Pathology and Microbiology
OBJECTIVE: Parasitic diseases are a major public health problem in the tropical and sub tropical countries including the subcontinent region. We aimed to assess methods of Parasitology education in medical schools of Karachi Pakistan.
METHODS: Ten medical schools in Karachi, Pakistan were sent a structured questionnaire collecting information on different aspects of Parasitology education. The collected data was analyzed using SPSS version 14.0.

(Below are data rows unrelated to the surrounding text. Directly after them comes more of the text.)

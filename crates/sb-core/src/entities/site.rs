use chrono::{DateTime, NaiveDate, Utc};
use schemars::JsonSchema;
use serde::{Deserialize, Deserializer, Serialize};

use crate::dates;
use crate::enums::{AssignmentStatus, SiteState};

/// A construction project tracked on the dashboard.
#[derive(Debug, Clone, Serialize, Deserialize, JsonSchema, PartialEq)]
pub struct Site {
    pub id: String,
    pub name: String,
    /// Building owner (client) name.
    pub owner_name: Option<String>,
    pub company: String,
    pub address: String,
    pub latitude: Option<f64>,
    pub longitude: Option<f64>,
    #[serde(default, deserialize_with = "dates::deserialize_optional")]
    pub permit_date: Option<NaiveDate>,
    #[serde(default, deserialize_with = "dates::deserialize_optional")]
    pub start_date: Option<NaiveDate>,
    #[serde(default, deserialize_with = "dates::deserialize_optional")]
    pub completion_date: Option<NaiveDate>,
    pub state: SiteState,
    pub notes: Option<String>,
    pub manager_id: Option<String>,
    pub certificate_id: Option<String>,
    /// Link to the scanned completion certificate.
    pub completion_doc_url: Option<String>,
    pub assignment_status: AssignmentStatus,
    /// Optimistic-concurrency token, bumped on every mutation.
    pub version: i64,
    pub created_at: DateTime<Utc>,
    pub updated_at: DateTime<Utc>,
}

impl Site {
    #[must_use]
    pub const fn is_assigned(&self) -> bool {
        matches!(self.assignment_status, AssignmentStatus::Assigned)
    }
}

/// Fields accepted when registering a site.
///
/// Required fields default to empty so that a missing field surfaces as a
/// validation error rather than a deserialization failure.
#[derive(Debug, Clone, Default, Serialize, Deserialize, JsonSchema, PartialEq)]
pub struct NewSite {
    /// Caller-chosen ID; generated when absent or blank.
    #[serde(default)]
    pub id: Option<String>,
    #[serde(default)]
    pub name: String,
    #[serde(default)]
    pub owner_name: Option<String>,
    #[serde(default)]
    pub company: String,
    #[serde(default)]
    pub address: String,
    #[serde(default, deserialize_with = "deserialize_coordinate")]
    pub latitude: Option<f64>,
    #[serde(default, deserialize_with = "deserialize_coordinate")]
    pub longitude: Option<f64>,
    #[serde(default, deserialize_with = "dates::deserialize_optional")]
    pub permit_date: Option<NaiveDate>,
    #[serde(default, deserialize_with = "dates::deserialize_optional")]
    pub start_date: Option<NaiveDate>,
    #[serde(default, deserialize_with = "dates::deserialize_optional")]
    pub completion_date: Option<NaiveDate>,
    #[serde(default)]
    pub state: SiteState,
    #[serde(default)]
    pub notes: Option<String>,
    #[serde(default)]
    pub completion_doc_url: Option<String>,
}

impl NewSite {
    /// Materialize the record a store will insert.
    #[must_use]
    pub fn into_site(self, id: String, now: DateTime<Utc>) -> Site {
        Site {
            id,
            name: self.name.trim().to_string(),
            owner_name: non_blank(self.owner_name),
            company: self.company.trim().to_string(),
            address: self.address.trim().to_string(),
            latitude: self.latitude,
            longitude: self.longitude,
            permit_date: self.permit_date,
            start_date: self.start_date,
            completion_date: self.completion_date,
            state: self.state,
            notes: non_blank(self.notes),
            manager_id: None,
            certificate_id: None,
            completion_doc_url: non_blank(self.completion_doc_url),
            assignment_status: AssignmentStatus::Unassigned,
            version: 1,
            created_at: now,
            updated_at: now,
        }
    }

    /// The caller-supplied ID, if it is not blank.
    #[must_use]
    pub fn requested_id(&self) -> Option<&str> {
        self.id.as_deref().map(str::trim).filter(|id| !id.is_empty())
    }
}

pub(crate) fn non_blank(value: Option<String>) -> Option<String> {
    value
        .map(|v| v.trim().to_string())
        .filter(|v| !v.is_empty())
}

/// Accept coordinates as numbers, numeric strings, blank strings, or null.
///
/// # Errors
///
/// Fails deserialization on a non-numeric string.
pub fn deserialize_coordinate<'de, D>(deserializer: D) -> Result<Option<f64>, D::Error>
where
    D: Deserializer<'de>,
{
    #[derive(Deserialize)]
    #[serde(untagged)]
    enum Raw {
        Number(f64),
        Text(String),
    }

    match Option::<Raw>::deserialize(deserializer)? {
        None => Ok(None),
        Some(Raw::Number(n)) => Ok(Some(n)),
        Some(Raw::Text(s)) if s.trim().is_empty() => Ok(None),
        Some(Raw::Text(s)) => s
            .trim()
            .parse::<f64>()
            .map(Some)
            .map_err(|_| serde::de::Error::custom(format!("'{s}' is not a coordinate"))),
    }
}
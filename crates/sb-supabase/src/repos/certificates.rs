use chrono::Utc;

use sb_core::entities::{Certificate, NewCertificate};
use sb_core::enums::EntityType;
use sb_core::errors::CoreError;
use sb_core::filters::CertificateFilter;
use sb_core::ids;
use sb_core::updates::CertificateUpdate;

use super::patch_body;
use crate::error::SupabaseError;
use crate::{SupabaseStore, query};

const TABLE: &str = "certificates";

impl SupabaseStore {
    /// # Errors
    ///
    /// Returns `SupabaseError` if the insert fails.
    pub async fn create_certificate(
        &self,
        input: NewCertificate,
    ) -> Result<Certificate, SupabaseError> {
        let certificate = input.into_certificate(ids::certificate_id(), ids::owner_id(), Utc::now());
        let created: Certificate = self.insert(TABLE, &certificate).await?;
        tracing::debug!(certificate_id = %created.id, "certificate created");
        Ok(created)
    }

    /// # Errors
    ///
    /// [`CoreError::NotFound`] when no certificate has this ID.
    pub async fn get_certificate(&self, id: &str) -> Result<Certificate, SupabaseError> {
        self.find_certificate(id)
            .await?
            .ok_or_else(|| CoreError::not_found(EntityType::Certificate, id).into())
    }

    pub async fn find_certificate(&self, id: &str) -> Result<Option<Certificate>, SupabaseError> {
        self.select_one(TABLE, id).await
    }

    pub async fn list_certificates(
        &self,
        filter: &CertificateFilter,
    ) -> Result<Vec<Certificate>, SupabaseError> {
        self.select(TABLE, &query::certificates(filter)).await
    }

    /// # Errors
    ///
    /// [`CoreError::NotFound`] when no certificate has this ID.
    pub async fn update_certificate(
        &self,
        id: &str,
        update: &CertificateUpdate,
    ) -> Result<Certificate, SupabaseError> {
        let mut rows: Vec<Certificate> = self
            .patch(TABLE, &query::by_id(id), &patch_body(update)?)
            .await?;
        if rows.is_empty() {
            return Err(CoreError::not_found(EntityType::Certificate, id).into());
        }
        tracing::debug!(certificate_id = id, fields = ?update.changed_fields(), "certificate updated");
        Ok(rows.swap_remove(0))
    }
}
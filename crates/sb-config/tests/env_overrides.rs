use figment::Jail;
use sb_config::{SiteboardConfig, StoreBackend};

#[test]
fn env_selects_backend_and_credentials() {
    Jail::expect_with(|jail| {
        jail.set_env("SITEBOARD_STORE__BACKEND", "supabase");
        jail.set_env("SITEBOARD_SUPABASE__URL", "https://env.supabase.co");
        jail.set_env("SITEBOARD_SUPABASE__KEY", "env-key");

        let config = SiteboardConfig::load().map_err(|e| e.to_string())?;
        assert_eq!(config.store.backend, StoreBackend::Supabase);
        assert!(config.supabase.is_configured());
        assert!(config.validate().is_ok());
        Ok(())
    });
}

#[test]
fn env_list_values_parse() {
    Jail::expect_with(|jail| {
        jail.set_env("SITEBOARD_GENERAL__COMPANIES", "[Acme, Globex]");
        jail.set_env("SITEBOARD_CLIENT__CONFLICT_RETRIES", "5");

        let config = SiteboardConfig::load().map_err(|e| e.to_string())?;
        assert_eq!(config.general.companies, vec!["Acme", "Globex"]);
        assert_eq!(config.client.conflict_retries, 5);
        Ok(())
    });
}

#[test]
fn unknown_backend_is_an_error() {
    Jail::expect_with(|jail| {
        jail.set_env("SITEBOARD_STORE__BACKEND", "oracle");
        assert!(SiteboardConfig::load().is_err());
        Ok(())
    });
}
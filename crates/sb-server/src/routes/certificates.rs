use axum::Json;
use axum::extract::rejection::{JsonRejection, QueryRejection};
use axum::extract::{Path, Query, State};
use axum::http::StatusCode;
use axum::response::IntoResponse;

use sb_core::entities::NewCertificate;
use sb_core::filters::CertificateFilter;
use sb_core::responses::ApiEnvelope;
use sb_core::updates::CertificateUpdate;
use sb_core::validation::{validate_certificate_update, validate_new_certificate};

use crate::error::{AppError, OrCode};
use crate::state::AppState;

pub async fn list(
    State(state): State<AppState>,
    filter: Result<Query<CertificateFilter>, QueryRejection>,
) -> Result<impl IntoResponse, AppError> {
    let Query(filter) = filter?;
    let certificates = state
        .store
        .list_certificates(&filter)
        .await
        .or_code("FETCH_ERROR")?;
    let count = certificates.len();
    Ok(Json(ApiEnvelope::ok(certificates).with_count(count)))
}

pub async fn detail(
    State(state): State<AppState>,
    Path(id): Path<String>,
) -> Result<impl IntoResponse, AppError> {
    let certificate = state.store.get_certificate(&id).await.or_code("FETCH_ERROR")?;
    Ok(Json(ApiEnvelope::ok(certificate)))
}

pub async fn create(
    State(state): State<AppState>,
    payload: Result<Json<NewCertificate>, JsonRejection>,
) -> Result<impl IntoResponse, AppError> {
    let Json(input) = payload?;
    validate_new_certificate(&input)?;
    let certificate = state
        .store
        .create_certificate(input)
        .await
        .or_code("CREATE_ERROR")?;
    tracing::info!(certificate_id = %certificate.id, "certificate created");
    Ok((
        StatusCode::CREATED,
        Json(ApiEnvelope::ok(certificate).with_message("certificate created")),
    ))
}

pub async fn update(
    State(state): State<AppState>,
    Path(id): Path<String>,
    payload: Result<Json<CertificateUpdate>, JsonRejection>,
) -> Result<impl IntoResponse, AppError> {
    let Json(update) = payload?;
    validate_certificate_update(&update)?;
    let certificate = state
        .store
        .update_certificate(&id, &update)
        .await
        .or_code("UPDATE_ERROR")?;
    Ok(Json(
        ApiEnvelope::ok(certificate).with_message("certificate updated"),
    ))
}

RESULTS: The response rate of this study was 90%. Majority of the schools in Karachi, Pakistan (78%) taught Parasitology concurrently with Microbiology, Pathology, Pharmacology and Forensic medicine in third and fourth year of undergraduate training. More than 20 hours were spent on teaching through didactic lectures (56%), interactive lectures (22%), problem based learning (PBL) (22%), clinical cases (11%) and small group discussions (89%). A Clinical Microbiologist or Parasitologist taught Parasitology by using transparencies, handouts and/or computer aids. Variation in education methods existed mainly in the private medical schools.
CONCLUSION: Medical curricula were meeting the European standards for teaching of Parasitology. However, there is a need for revision and modification in the curricula owing to the high burden of parasitic diseases in the subcontinent region.
Journal of the Pakistan Medical Association
(2010). Trends in undergraduate teaching of parasitology in medical schools of Pakistan. Journal of the Pakistan Medical Association, 60(8), 613-7.